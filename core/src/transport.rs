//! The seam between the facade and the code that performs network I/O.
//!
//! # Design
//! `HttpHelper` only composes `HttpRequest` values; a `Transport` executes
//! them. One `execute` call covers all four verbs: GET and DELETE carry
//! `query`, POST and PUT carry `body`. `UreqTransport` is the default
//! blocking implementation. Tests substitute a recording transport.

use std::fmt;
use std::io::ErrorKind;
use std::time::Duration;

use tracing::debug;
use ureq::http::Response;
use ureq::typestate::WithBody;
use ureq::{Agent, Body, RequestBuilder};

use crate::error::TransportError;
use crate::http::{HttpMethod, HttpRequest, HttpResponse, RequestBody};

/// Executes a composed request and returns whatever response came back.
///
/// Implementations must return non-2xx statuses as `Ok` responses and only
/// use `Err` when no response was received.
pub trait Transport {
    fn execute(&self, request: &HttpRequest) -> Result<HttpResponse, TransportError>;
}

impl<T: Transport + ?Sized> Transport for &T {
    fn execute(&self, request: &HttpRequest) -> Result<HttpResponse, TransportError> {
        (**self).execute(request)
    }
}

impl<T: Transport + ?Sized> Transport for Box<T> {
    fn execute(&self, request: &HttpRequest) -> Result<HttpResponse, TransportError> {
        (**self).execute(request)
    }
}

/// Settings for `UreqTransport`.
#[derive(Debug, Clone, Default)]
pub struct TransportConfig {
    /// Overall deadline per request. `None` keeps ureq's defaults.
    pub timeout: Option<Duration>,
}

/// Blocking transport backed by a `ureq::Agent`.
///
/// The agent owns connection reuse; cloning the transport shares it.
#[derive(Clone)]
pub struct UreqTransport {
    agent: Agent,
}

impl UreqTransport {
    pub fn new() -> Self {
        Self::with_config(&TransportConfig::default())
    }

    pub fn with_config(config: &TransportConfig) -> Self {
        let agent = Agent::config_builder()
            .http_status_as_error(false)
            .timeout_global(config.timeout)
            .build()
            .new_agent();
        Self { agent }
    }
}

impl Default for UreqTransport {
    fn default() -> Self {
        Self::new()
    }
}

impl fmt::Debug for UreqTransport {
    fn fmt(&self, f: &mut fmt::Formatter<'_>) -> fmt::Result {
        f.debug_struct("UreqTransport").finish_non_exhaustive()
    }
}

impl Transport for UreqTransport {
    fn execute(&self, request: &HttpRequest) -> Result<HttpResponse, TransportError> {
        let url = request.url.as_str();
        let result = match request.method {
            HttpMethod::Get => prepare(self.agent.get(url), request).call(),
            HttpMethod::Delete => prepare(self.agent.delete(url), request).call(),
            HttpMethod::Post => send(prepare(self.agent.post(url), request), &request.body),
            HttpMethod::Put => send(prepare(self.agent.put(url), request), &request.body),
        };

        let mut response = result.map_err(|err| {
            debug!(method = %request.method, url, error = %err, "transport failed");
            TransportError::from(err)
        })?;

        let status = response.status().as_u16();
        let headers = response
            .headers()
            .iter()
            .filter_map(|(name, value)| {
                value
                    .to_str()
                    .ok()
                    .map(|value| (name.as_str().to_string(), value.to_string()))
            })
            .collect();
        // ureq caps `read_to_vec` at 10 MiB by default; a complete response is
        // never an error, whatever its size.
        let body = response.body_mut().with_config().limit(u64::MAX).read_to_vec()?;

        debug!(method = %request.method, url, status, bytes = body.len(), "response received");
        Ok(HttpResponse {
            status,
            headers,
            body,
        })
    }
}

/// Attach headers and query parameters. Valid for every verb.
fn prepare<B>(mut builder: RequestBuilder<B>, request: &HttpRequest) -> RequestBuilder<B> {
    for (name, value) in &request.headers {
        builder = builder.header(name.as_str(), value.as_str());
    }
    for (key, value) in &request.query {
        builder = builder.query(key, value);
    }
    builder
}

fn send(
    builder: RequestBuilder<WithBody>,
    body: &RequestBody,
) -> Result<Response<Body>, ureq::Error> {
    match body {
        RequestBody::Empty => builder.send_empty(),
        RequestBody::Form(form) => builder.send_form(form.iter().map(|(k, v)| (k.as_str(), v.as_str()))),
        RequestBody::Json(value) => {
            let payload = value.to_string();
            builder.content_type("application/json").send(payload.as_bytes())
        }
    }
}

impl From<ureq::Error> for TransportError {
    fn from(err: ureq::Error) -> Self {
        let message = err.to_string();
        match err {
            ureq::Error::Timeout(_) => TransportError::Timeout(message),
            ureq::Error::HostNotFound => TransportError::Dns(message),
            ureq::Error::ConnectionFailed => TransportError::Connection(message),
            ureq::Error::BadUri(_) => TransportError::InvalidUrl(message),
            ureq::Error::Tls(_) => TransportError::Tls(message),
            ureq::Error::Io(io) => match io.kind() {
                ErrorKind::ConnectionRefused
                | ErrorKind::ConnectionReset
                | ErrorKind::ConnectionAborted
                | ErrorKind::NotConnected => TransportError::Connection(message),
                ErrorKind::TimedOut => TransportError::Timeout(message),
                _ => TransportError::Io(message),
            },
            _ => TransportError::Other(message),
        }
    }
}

==

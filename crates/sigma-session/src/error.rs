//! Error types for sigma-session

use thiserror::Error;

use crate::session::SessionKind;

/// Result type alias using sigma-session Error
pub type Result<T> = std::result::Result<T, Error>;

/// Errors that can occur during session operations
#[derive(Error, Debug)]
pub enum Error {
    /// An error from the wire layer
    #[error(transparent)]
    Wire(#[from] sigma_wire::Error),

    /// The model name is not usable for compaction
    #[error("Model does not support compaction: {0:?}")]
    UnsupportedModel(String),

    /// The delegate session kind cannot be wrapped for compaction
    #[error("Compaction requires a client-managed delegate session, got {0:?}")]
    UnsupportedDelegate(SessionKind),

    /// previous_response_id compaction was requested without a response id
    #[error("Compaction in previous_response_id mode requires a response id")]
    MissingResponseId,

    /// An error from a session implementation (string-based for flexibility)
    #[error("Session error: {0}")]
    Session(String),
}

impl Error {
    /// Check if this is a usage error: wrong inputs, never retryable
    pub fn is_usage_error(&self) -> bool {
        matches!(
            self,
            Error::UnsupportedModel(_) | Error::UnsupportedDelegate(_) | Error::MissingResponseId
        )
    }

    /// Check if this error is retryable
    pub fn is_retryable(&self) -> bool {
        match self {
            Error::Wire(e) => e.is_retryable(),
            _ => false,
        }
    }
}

---

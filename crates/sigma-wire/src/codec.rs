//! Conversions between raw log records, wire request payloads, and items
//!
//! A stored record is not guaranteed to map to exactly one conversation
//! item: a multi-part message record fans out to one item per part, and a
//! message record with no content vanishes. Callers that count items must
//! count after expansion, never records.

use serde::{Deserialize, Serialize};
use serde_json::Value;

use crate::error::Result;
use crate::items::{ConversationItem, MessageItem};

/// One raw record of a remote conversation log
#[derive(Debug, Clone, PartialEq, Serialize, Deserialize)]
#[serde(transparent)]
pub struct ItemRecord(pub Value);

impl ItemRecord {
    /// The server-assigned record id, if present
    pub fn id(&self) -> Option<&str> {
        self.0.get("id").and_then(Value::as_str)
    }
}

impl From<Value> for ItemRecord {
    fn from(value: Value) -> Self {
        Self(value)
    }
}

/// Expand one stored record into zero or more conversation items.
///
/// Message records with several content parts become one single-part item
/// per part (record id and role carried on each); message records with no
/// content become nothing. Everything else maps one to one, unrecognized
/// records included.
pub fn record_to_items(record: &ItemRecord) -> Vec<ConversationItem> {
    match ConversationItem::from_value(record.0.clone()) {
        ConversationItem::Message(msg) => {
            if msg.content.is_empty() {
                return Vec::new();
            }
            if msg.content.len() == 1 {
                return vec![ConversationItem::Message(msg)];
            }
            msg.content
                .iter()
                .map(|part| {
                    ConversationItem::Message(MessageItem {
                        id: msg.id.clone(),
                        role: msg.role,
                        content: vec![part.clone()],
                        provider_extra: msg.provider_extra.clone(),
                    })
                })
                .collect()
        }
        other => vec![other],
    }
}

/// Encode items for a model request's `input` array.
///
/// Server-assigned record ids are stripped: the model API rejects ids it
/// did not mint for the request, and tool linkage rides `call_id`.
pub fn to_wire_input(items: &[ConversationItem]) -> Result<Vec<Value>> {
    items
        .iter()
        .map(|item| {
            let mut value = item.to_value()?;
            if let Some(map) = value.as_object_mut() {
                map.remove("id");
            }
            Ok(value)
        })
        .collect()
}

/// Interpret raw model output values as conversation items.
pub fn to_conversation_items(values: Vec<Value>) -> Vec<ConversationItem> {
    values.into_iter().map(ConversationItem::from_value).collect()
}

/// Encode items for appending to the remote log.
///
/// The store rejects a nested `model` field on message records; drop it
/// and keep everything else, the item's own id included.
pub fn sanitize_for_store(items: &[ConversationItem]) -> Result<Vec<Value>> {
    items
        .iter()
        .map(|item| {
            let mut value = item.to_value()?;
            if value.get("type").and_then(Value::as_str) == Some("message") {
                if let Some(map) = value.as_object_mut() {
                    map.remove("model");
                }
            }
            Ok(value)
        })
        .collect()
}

*Task statement*
If a line in the material above contains "RequestBody", show that line.

*Answer to this exercise*
use crate::http::{HttpMethod, HttpRequest, HttpResponse, RequestBody};
    body: &RequestBody,
        RequestBody::Empty => builder.send_empty(),
        RequestBody::Form(form) => builder.send_form(form.iter().map(|(k, v)| (k.as_str(), v.as_str()))),
        RequestBody::Json(value) => {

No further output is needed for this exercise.